La columna de carros de combate avanza con lentitud por la carretera, bajo el aguanieve. De repente, un tanque salta por los aires, a continuación otro. El resto maniobra, trata de abandonar la carretera, responde al fuego enemigo: es una emboscada. Los carros de combate son un símbolo del siglo XX, de la modernidad pesada e industrial que el sociólogo Zygmunt Bauman oponía a la modernidad líquida de nuestros días. Son también una forma de entender las relaciones políticas y la guerra. Como las carreteras asfaltadas. Y toda la escena de la batalla en Kiev parece un anacronismo inverosímil. Porque el siglo XXI iba a ser el de los drones y la guerra electrónica, no de los tanques; el siglo de las autopistas de información, no de asfalto. Los tanques, la carretera, la emboscada: todo resulta muy sucio y obsoleto. Nuestros sueños de progreso lineal, los que nos pudieran quedar, se han hundido en una autovía atascada sobre la que se ha librado una batalla de la Segunda Guerra Mundial.

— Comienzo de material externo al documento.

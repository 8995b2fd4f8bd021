use tabled::Tabled;

use podgrid_controller::{drain_node, join_node};
use podgrid_state::{ClusterState, Node};

use crate::labels::{format_labels, parse_labels};
use crate::output::{OutputFormat, render_list, render_value};

#[derive(Tabled)]
struct NodeRow {
    #[tabled(rename = "NAME")]
    name: String,
    #[tabled(rename = "CPU")]
    cpu: String,
    #[tabled(rename = "MEMORY")]
    mem: String,
    #[tabled(rename = "READY")]
    ready: bool,
    #[tabled(rename = "LABELS")]
    labels: String,
}

impl From<Node> for NodeRow {
    fn from(n: Node) -> Self {
        Self {
            name: n.name.clone(),
            cpu: format!("{}/{}", n.cpu_allocated, n.cpu_capacity),
            mem: format!("{}/{}", n.mem_allocated, n.mem_capacity),
            ready: n.is_schedulable(),
            labels: format_labels(&n.labels),
        }
    }
}

/// Register a node; Pending pods are placed onto it straight away.
pub fn add(
    state: &ClusterState,
    name: &str,
    cpu: u64,
    mem: u64,
    labels: &str,
    format: OutputFormat,
) -> anyhow::Result<String> {
    let node = Node::new(name, cpu, mem).with_labels(parse_labels(labels)?);
    let report = join_node(state, node.clone())?;
    let node = state.get_node(name).unwrap_or(node);
    let mut text = format!("Added node {name}");
    if !report.bound.is_empty() {
        text.push_str(&format!(" ({} pending pods scheduled)", report.bound.len()));
    }
    render_value(&node, format, text)
}

pub fn list(state: &ClusterState, format: OutputFormat) -> anyhow::Result<String> {
    render_list(state.nodes(), format, "No nodes present", NodeRow::from)
}

pub fn remove(state: &ClusterState, name: &str, format: OutputFormat) -> anyhow::Result<String> {
    let detached = drain_node(state, name)?;
    let text = format!("Removed node {name} ({} pods detached)", detached.len());
    render_value(&detached, format, text)
}
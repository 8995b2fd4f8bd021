//! Service layer: virtual IPs, endpoint derivation, round-robin routing.
//!
//! Round-robin is fair over the current endpoint ordering only. When the
//! endpoint set changes between requests the cursor is re-taken modulo the
//! new length, which may skew distribution over short windows.

use tracing::info;

use podgrid_state::*;

/// Allocate a virtual IP, register the service, and populate its endpoints.
pub fn create_service(
    state: &ClusterState,
    name: &str,
    selector: Labels,
    port: u16,
    target_port: u16,
) -> ClusterResult<Service> {
    if state.get_service(name).is_some() {
        return Err(ClusterError::already_exists("service", name));
    }
    let service = Service {
        name: name.to_string(),
        selector,
        port,
        target_port,
        virtual_ip: state.allocate_virtual_ip()?,
        endpoints: Vec::new(),
        rr_index: 0,
    };
    let vip = service.virtual_ip;
    state.add_service(service)?;
    state.refresh_service_endpoints();
    info!(service = %name, %vip, "service created");

    state
        .get_service(name)
        .ok_or_else(|| ClusterError::not_found("service", name))
}

/// Pick the next backing pod for a request to `name`.
///
/// Endpoints are refreshed first so a pod removed since the last request
/// is never returned.
pub fn route_request(state: &ClusterState, name: &str) -> ClusterResult<PodUid> {
    state.route_request(name)
}

/// Remove a service from the registry.
pub fn delete_service(state: &ClusterState, name: &str) -> ClusterResult<Service> {
    let svc = state.remove_service(name)?;
    info!(service = %name, vip = %svc.virtual_ip, "service deleted");
    Ok(svc)
}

Para los arqueólogos los objetos son más que una anécdota o un escenario. Son un síntoma: en ellos vemos las señales de la historia. Y, en los objetos de la guerra en Ucrania (tanques, ciudades bombardeadas o carreteras colapsadas), lo que vemos es el retorno del siglo XX. Tras esa columna de carros marcha el nacionalismo, el imperialismo, el autoritarismo, las coaliciones internacionales, las amenazas de otra conflagración mundial, un sistema energético inviable basado en combustibles fósiles, otra crisis del capitalismo. Todos problemas del siglo XX; algunos problemas que creíamos superados definitivamente.
Lo que ocurre en Ucrania también es un síntoma. Y una advertencia: nos recuerda que la historia no es lineal, una sucesión de eventos que se superponen y borran los unos a los otros a lo largo del tiempo. Por mucho que la aprendamos así. La historia, en realidad, es un lío -porque es tremendamente complicada y porque es una madeja. El hilo de la historia se enmaraña continuamente y el pasado y el presente -como el hilo en una madeja- se tocan en innumerables puntos y de formas insospechadas. A veces se forman nudos difíciles de deshacer. Ucrania es uno de ellos.
La historia es una maraña que no vemos: lo que imaginamos (o nos enseñan a imaginar) es un hilo tenso. Por eso siempre pensamos que las tragedias del pasado son eso: pasado. El problema de tener una noción lineal del tiempo es que el retorno de la historia siempre nos pilla por sorpresa. Y lo experimentamos como un apocalipsis.
La invasión rusa es solo un retorno entre muchos, un síntoma entre muchos: otro es el de la extrema derecha—que huele a años treinta, alambre de espino y saludo romano—esa ideología saprofágica de la que nos hablaba hace poco Pablo Batalla. Es quizá el retorno más importante, porque abarca casi todos los demás. La guerra en Ucrania, de hecho, nos debería hacer pensar en otros retornos posibles y cómo evitarlos. No hay más que hacer inventario del siglo XX: desde dictaduras a genocidios, pasando por el patriarcado. No se trata de ciencia ficción: son posibilidades reales en la madeja de la historia.
El siglo XX ha vuelto a lomos de un tanque. Pero quizá lo que sucede es que ese tanque nunca se ha ido: esperaba oculto en algún hangar el momento de salir a enmarañar otra vez la historia y bañarla en sangre. Y quizá ese corto siglo XX del que hablaba el historiador Eric Hobsbawm sea, en realidad, un siglo larguísimo. Un siglo que empezó en 1914 con una catástrofe sin precedentes y cuyo fin no somos aún capaces de vislumbrar.